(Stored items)
━━━━━━━━━━
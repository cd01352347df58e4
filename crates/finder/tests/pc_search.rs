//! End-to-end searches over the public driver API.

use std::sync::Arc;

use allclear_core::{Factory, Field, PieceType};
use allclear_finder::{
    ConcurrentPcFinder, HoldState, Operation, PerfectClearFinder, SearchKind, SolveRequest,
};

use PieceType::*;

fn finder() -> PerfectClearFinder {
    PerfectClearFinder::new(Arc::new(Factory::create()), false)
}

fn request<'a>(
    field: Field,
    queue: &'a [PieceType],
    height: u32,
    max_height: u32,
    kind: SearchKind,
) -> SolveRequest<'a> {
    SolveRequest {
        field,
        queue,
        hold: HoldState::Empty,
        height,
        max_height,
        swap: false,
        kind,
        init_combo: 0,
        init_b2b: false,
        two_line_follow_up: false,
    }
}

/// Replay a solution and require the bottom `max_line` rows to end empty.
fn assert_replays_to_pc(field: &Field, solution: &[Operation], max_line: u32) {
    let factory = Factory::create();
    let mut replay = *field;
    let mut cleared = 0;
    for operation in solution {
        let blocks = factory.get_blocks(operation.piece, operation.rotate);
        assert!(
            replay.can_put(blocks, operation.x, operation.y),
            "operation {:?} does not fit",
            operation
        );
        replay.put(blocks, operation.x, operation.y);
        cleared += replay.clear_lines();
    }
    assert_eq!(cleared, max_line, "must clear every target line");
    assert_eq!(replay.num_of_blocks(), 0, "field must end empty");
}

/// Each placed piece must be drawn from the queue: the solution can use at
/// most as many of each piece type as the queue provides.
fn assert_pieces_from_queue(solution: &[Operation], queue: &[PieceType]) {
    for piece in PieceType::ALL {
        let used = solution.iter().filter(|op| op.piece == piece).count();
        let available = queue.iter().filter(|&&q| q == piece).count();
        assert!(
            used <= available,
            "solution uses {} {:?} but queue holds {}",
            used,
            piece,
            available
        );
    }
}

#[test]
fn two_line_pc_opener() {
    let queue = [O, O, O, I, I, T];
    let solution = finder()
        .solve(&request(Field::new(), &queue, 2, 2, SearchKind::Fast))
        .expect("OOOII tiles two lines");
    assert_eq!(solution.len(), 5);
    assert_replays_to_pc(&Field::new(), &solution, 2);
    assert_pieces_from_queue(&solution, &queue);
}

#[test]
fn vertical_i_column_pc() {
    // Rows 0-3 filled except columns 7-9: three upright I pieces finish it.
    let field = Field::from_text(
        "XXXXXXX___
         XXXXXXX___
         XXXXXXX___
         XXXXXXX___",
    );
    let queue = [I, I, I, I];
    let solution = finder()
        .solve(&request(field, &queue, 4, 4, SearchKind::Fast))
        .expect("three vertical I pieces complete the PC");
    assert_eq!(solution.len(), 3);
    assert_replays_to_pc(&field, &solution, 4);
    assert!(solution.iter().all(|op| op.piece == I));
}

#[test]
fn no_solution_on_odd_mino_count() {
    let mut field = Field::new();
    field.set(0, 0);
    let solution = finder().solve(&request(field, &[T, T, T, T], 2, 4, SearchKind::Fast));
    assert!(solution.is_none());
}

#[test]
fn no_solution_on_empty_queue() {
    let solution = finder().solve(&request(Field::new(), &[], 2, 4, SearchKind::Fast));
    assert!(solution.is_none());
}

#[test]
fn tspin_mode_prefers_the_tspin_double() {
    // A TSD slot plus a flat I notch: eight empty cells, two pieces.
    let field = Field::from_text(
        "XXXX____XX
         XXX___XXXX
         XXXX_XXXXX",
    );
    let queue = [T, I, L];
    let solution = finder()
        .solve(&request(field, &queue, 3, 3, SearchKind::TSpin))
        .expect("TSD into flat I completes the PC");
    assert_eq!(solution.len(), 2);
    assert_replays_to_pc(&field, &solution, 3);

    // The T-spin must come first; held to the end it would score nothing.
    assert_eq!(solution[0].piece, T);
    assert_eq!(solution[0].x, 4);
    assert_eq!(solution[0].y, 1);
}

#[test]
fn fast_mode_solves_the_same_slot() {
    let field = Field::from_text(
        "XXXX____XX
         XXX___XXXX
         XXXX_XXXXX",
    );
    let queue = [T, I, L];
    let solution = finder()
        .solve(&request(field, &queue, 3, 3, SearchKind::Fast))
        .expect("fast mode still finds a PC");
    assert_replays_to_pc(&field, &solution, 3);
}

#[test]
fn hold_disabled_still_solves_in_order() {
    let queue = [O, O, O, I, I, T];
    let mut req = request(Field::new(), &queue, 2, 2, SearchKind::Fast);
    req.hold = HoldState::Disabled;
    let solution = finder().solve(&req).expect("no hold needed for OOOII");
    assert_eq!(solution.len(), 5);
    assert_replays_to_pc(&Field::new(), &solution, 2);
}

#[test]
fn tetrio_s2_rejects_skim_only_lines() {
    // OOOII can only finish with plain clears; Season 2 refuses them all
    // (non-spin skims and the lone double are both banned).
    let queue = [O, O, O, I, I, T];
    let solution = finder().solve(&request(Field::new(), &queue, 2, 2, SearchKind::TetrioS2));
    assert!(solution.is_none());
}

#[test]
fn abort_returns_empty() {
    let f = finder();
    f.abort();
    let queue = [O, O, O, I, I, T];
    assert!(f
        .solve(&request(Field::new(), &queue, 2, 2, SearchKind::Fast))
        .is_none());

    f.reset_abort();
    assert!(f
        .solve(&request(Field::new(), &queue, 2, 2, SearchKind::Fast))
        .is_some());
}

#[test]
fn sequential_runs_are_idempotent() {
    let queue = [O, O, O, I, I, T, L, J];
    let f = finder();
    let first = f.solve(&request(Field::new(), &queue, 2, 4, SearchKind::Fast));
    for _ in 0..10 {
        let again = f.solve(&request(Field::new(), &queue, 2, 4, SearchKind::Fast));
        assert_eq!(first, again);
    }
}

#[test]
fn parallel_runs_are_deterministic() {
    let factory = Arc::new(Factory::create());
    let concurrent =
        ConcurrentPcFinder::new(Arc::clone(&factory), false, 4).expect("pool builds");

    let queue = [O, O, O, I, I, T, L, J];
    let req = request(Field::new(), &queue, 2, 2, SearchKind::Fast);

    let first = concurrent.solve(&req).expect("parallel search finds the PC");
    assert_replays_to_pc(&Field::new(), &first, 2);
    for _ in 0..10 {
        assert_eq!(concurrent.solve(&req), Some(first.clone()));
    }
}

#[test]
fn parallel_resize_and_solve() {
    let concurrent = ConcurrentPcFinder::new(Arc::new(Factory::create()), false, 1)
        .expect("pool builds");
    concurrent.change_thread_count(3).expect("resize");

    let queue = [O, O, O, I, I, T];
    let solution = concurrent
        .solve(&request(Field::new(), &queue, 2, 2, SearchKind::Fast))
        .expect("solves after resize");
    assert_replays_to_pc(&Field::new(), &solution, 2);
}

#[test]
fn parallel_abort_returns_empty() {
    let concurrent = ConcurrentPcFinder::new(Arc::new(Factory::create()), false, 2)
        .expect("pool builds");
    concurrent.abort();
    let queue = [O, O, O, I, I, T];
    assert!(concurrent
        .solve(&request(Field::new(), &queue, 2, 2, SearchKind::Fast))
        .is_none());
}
━━━━━━━━━━
◆ **Work required**
Read each line of the data and count the ones that include "three", answering with the number alone.

◆ **Written answer**
2